Desde su etapa cercana al folk con Las Delailas y hasta su proyección como solista, la regiomontana también ha incursionado en los estilos urbanos. Prueba de ello es la constante colaboración que hace con el rapero Sabino. “Me encanta lo que hace. Está haciendo cosas muy chidas y tenemos planes de seguir trabajando juntos.

“Hicimos la canción de ‘Nuevequince’ y apenas acaba de salir la de ‘Nudito en la Garganta’ que hicimos con ¥APAN (Sabino, Orestes Gómez, Manuel Ferraz, Garam Masala) donde manejamos un género entre hip-hop y trap. El trap me gusta mucho y estoy abierta a hacer algo más ahí” declara antes de dejar en afirmar que en otros géneros como el reggaetón ve difícil realizar algo.

Como artista invitada para la Noche de Museos, Fer sabe que la demanda cultural en México no es la esperada a pesar de la amplia oferta que hay en el país de estos recintos. “No hay suficiente difusión. También la gente está demasiado saturada con estrés, trabajo y lo único que quiere ese llegar a su casa, dormirse o tomar algo.

“Hace falta ese impulso de decir ‘la cultura también es descanso, es rica en conocimiento’ y que se puede disfrutar mucho.

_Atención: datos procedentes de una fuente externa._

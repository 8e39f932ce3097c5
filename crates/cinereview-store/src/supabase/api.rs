use anyhow::{anyhow, Result};
use cinereview_models::{Movie, NewReview, RatingEntry, Review};
use reqwest::{Client, RequestBuilder};
use serde::de::DeserializeOwned;
use serde::Deserialize;
use tracing::debug;

// PostgREST is mounted under this prefix on hosted projects
const REST_PATH: &str = "/rest/v1";

pub fn create_store_client() -> Client {
    Client::builder()
        .user_agent(concat!("cinereview/", env!("CARGO_PKG_VERSION")))
        .build()
        .unwrap_or_else(|_| Client::new())
}

/// Error body returned by PostgREST on rejected queries
#[derive(Debug, Deserialize)]
struct PostgrestError {
    message: Option<String>,
    details: Option<String>,
    hint: Option<String>,
    code: Option<String>,
}

fn table_url(base_url: &str, table: &str) -> String {
    format!("{}{}/{}", base_url, REST_PATH, table)
}

pub fn movies_url(base_url: &str, table: &str) -> String {
    format!("{}?select=*&order=release_year.desc", table_url(base_url, table))
}

pub fn movie_by_id_url(base_url: &str, table: &str, movie_id: &str) -> String {
    format!(
        "{}?select=*&id=eq.{}",
        table_url(base_url, table),
        urlencoding::encode(movie_id)
    )
}

pub fn reviews_for_movie_url(base_url: &str, table: &str, movie_id: &str) -> String {
    format!(
        "{}?select=*&movie_id=eq.{}&order=created_at.desc",
        table_url(base_url, table),
        urlencoding::encode(movie_id)
    )
}

pub fn all_ratings_url(base_url: &str, table: &str) -> String {
    format!("{}?select=movie_id,rating", table_url(base_url, table))
}

pub fn insert_url(base_url: &str, table: &str) -> String {
    table_url(base_url, table)
}

/// Turn a PostgREST error body into a single line, falling back to the raw text
pub fn describe_error_body(body: &str) -> String {
    match serde_json::from_str::<PostgrestError>(body) {
        Ok(err) => {
            let mut parts = Vec::new();
            if let Some(code) = err.code.filter(|c| !c.is_empty()) {
                parts.push(format!("[{}]", code));
            }
            if let Some(message) = err.message.filter(|m| !m.is_empty()) {
                parts.push(message);
            }
            if let Some(details) = err.details.filter(|d| !d.is_empty()) {
                parts.push(format!("({})", details));
            }
            if let Some(hint) = err.hint.filter(|h| !h.is_empty()) {
                parts.push(format!("hint: {}", hint));
            }
            if parts.is_empty() {
                body.trim().to_string()
            } else {
                parts.join(" ")
            }
        }
        Err(_) => body.trim().to_string(),
    }
}

fn authorized(builder: RequestBuilder, anon_key: &str) -> RequestBuilder {
    builder
        .header("apikey", anon_key)
        .header("Authorization", format!("Bearer {}", anon_key))
        .header("Accept", "application/json")
}

async fn get_rows<T: DeserializeOwned>(client: &Client, url: &str, anon_key: &str) -> Result<Vec<T>> {
    debug!("GET {}", url);
    let response = authorized(client.get(url), anon_key).send().await?;

    if !response.status().is_success() {
        let status = response.status();
        let error_text = response.text().await.unwrap_or_default();
        return Err(anyhow!("{} - {}", status, describe_error_body(&error_text)));
    }

    let rows: Vec<T> = response.json().await?;
    Ok(rows)
}

pub async fn list_movies(client: &Client, base_url: &str, anon_key: &str, table: &str) -> Result<Vec<Movie>> {
    get_rows(client, &movies_url(base_url, table), anon_key).await
}

pub async fn get_movie(
    client: &Client,
    base_url: &str,
    anon_key: &str,
    table: &str,
    movie_id: &str,
) -> Result<Option<Movie>> {
    let rows: Vec<Movie> = get_rows(client, &movie_by_id_url(base_url, table, movie_id), anon_key).await?;
    Ok(rows.into_iter().next())
}

pub async fn list_reviews_for_movie(
    client: &Client,
    base_url: &str,
    anon_key: &str,
    table: &str,
    movie_id: &str,
) -> Result<Vec<Review>> {
    get_rows(client, &reviews_for_movie_url(base_url, table, movie_id), anon_key).await
}

pub async fn list_all_ratings(client: &Client, base_url: &str, anon_key: &str, table: &str) -> Result<Vec<RatingEntry>> {
    get_rows(client, &all_ratings_url(base_url, table), anon_key).await
}

pub async fn insert_review(
    client: &Client,
    base_url: &str,
    anon_key: &str,
    table: &str,
    review: &NewReview,
) -> Result<Review> {
    let url = insert_url(base_url, table);
    debug!("POST {}", url);

    let response = authorized(client.post(&url), anon_key)
        .header("Content-Type", "application/json")
        .header("Prefer", "return=representation")
        .json(review)
        .send()
        .await?;

    if !response.status().is_success() {
        let status = response.status();
        let error_text = response.text().await.unwrap_or_default();
        return Err(anyhow!("{} - {}", status, describe_error_body(&error_text)));
    }

    let rows: Vec<Review> = response.json().await?;
    rows.into_iter()
        .next()
        .ok_or_else(|| anyhow!("insert returned no rows"))
}

#[cfg(test)]
mod tests {
    use super::*;

    const BASE: &str = "https://demo.supabase.co";

    #[test]
    fn test_movies_url_orders_by_release_year() {
        assert_eq!(
            movies_url(BASE, "movies"),
            "https://demo.supabase.co/rest/v1/movies?select=*&order=release_year.desc"
        );
    }

    #[test]
    fn test_reviews_url_filters_and_orders() {
        assert_eq!(
            reviews_for_movie_url(BASE, "reviews", "m1"),
            "https://demo.supabase.co/rest/v1/reviews?select=*&movie_id=eq.m1&order=created_at.desc"
        );
    }

    #[test]
    fn test_movie_id_is_encoded() {
        assert_eq!(
            movie_by_id_url(BASE, "movies", "a&b=c"),
            "https://demo.supabase.co/rest/v1/movies?select=*&id=eq.a%26b%3Dc"
        );
    }

    #[test]
    fn test_all_ratings_selects_projection() {
        assert_eq!(
            all_ratings_url(BASE, "reviews"),
            "https://demo.supabase.co/rest/v1/reviews?select=movie_id,rating"
        );
    }

    #[test]
    fn test_describe_postgrest_error() {
        let body = r#"{"code":"23514","details":"Failing row contains (...)","hint":null,"message":"new row for relation \"reviews\" violates check constraint \"reviews_rating_check\""}"#;
        assert_eq!(
            describe_error_body(body),
            "[23514] new row for relation \"reviews\" violates check constraint \"reviews_rating_check\" (Failing row contains (...))"
        );
    }

    #[test]
    fn test_describe_non_json_error() {
        assert_eq!(describe_error_body("  Bad Gateway \n"), "Bad Gateway");
    }
}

Los mexicanos tenemos esa onda de saltarnos los museos. Es la segunda ciudad con más museos en el mundo. Hay tantas cosas qué hacer y cosas increíbles qué ver. Son lugares donde puede nacer la inspiración de ese lado creativo que las personas piensan que no lo tienen, pero está ahí, dormido”.

Así, luego de una llovizna de tarde-noche amenizada por la amalgama sus gustos e influencias, Fer Casillas continuará con el camino que su abuela Olga le ha mostrado.